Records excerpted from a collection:
++++++++++
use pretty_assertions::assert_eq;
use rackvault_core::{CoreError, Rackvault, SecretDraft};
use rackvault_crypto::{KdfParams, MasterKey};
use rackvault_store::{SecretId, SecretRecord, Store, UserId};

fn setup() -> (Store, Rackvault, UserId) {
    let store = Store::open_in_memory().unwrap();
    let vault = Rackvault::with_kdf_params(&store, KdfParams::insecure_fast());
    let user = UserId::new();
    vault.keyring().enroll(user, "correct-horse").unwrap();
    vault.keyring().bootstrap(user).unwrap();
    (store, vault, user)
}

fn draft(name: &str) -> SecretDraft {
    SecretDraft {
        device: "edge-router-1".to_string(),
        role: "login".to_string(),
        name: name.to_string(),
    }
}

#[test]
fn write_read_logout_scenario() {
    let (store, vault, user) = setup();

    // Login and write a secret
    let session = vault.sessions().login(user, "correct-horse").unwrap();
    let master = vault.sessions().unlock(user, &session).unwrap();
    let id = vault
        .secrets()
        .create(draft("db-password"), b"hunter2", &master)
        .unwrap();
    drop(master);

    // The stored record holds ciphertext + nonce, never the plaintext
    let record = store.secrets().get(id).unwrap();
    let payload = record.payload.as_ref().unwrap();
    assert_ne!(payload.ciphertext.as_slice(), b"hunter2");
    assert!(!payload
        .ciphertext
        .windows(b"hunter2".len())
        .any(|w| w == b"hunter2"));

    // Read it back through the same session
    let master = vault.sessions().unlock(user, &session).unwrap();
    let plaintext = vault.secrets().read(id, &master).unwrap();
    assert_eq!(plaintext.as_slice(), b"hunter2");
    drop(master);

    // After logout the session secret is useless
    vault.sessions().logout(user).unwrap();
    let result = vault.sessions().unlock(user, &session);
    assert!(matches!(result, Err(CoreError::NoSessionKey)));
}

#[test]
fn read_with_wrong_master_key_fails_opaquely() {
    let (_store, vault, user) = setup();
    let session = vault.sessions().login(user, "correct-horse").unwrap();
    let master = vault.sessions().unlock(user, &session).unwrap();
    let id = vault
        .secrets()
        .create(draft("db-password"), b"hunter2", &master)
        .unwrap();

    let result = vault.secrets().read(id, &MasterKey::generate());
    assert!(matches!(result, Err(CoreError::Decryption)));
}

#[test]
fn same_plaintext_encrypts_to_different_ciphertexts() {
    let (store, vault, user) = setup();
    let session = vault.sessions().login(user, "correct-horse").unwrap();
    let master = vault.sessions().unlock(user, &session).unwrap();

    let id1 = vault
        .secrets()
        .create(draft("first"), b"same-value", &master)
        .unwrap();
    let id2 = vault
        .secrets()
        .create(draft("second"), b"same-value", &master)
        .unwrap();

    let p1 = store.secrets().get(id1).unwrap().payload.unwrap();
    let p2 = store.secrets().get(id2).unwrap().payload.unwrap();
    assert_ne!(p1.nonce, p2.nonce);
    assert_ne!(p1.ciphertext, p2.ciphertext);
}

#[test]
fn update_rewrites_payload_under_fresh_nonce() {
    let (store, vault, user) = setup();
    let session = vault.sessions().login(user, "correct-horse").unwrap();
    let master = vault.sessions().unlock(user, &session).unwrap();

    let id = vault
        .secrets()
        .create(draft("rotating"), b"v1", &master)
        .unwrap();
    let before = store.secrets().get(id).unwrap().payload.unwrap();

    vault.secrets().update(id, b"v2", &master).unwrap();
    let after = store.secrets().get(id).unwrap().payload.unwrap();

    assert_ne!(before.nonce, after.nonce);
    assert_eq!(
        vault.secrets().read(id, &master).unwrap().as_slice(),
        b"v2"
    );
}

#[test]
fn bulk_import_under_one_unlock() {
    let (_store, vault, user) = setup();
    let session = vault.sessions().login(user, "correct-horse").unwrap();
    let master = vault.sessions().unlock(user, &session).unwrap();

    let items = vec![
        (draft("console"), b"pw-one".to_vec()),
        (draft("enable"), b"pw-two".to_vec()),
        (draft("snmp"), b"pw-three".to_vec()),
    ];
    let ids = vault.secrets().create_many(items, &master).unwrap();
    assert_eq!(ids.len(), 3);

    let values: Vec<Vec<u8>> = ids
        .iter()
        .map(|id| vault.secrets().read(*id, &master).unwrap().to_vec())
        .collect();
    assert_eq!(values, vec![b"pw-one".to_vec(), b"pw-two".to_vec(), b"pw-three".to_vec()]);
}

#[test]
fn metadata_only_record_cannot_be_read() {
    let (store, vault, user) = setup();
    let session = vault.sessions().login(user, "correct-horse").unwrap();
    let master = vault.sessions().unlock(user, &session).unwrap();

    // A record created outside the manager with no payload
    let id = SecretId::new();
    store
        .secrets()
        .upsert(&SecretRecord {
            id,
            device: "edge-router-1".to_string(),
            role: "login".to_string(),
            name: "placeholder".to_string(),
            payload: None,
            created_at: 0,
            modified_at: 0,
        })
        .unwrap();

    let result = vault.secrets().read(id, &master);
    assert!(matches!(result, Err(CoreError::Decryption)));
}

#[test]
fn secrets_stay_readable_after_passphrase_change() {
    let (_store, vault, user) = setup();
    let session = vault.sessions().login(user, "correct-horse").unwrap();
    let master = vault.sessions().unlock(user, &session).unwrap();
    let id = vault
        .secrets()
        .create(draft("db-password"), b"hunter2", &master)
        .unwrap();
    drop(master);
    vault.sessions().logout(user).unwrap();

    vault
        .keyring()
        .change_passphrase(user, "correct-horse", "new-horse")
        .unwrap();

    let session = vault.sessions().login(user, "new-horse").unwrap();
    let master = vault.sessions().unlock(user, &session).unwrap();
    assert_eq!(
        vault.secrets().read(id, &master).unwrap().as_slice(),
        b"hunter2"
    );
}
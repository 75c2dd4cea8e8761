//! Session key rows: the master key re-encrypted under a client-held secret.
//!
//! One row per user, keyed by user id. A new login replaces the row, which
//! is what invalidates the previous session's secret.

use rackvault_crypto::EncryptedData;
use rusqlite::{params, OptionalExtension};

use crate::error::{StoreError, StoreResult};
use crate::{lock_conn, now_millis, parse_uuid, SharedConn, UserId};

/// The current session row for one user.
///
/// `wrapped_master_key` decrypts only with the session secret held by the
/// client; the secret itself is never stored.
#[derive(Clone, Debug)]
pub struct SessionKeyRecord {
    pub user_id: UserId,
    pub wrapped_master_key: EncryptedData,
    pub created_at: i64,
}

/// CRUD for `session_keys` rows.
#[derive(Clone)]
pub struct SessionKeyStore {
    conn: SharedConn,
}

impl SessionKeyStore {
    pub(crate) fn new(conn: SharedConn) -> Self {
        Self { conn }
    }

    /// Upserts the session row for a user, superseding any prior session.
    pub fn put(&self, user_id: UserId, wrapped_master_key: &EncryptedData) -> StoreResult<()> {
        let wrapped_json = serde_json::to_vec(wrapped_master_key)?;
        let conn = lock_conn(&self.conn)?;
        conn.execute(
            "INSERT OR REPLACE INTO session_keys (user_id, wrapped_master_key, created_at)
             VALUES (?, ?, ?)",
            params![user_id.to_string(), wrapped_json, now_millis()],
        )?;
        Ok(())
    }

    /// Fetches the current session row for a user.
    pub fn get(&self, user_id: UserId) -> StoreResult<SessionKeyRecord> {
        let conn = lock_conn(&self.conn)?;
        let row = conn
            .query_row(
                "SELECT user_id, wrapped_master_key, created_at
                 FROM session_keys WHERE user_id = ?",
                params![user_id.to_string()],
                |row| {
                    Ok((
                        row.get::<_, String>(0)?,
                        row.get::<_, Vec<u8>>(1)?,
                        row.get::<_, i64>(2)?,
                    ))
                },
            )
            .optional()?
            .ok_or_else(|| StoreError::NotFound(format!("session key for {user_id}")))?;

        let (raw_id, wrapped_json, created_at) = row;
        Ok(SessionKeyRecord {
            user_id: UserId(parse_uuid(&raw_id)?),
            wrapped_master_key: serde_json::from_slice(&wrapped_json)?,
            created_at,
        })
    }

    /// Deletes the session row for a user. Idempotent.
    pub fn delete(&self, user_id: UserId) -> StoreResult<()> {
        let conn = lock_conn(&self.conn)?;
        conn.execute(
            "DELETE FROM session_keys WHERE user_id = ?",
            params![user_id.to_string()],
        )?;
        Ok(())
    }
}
++++++++++
Match on "stored" and copy out every line of the entries that contains it.

    // The stored record holds ciphertext + nonce, never the plaintext
/// client; the secret itself is never stored.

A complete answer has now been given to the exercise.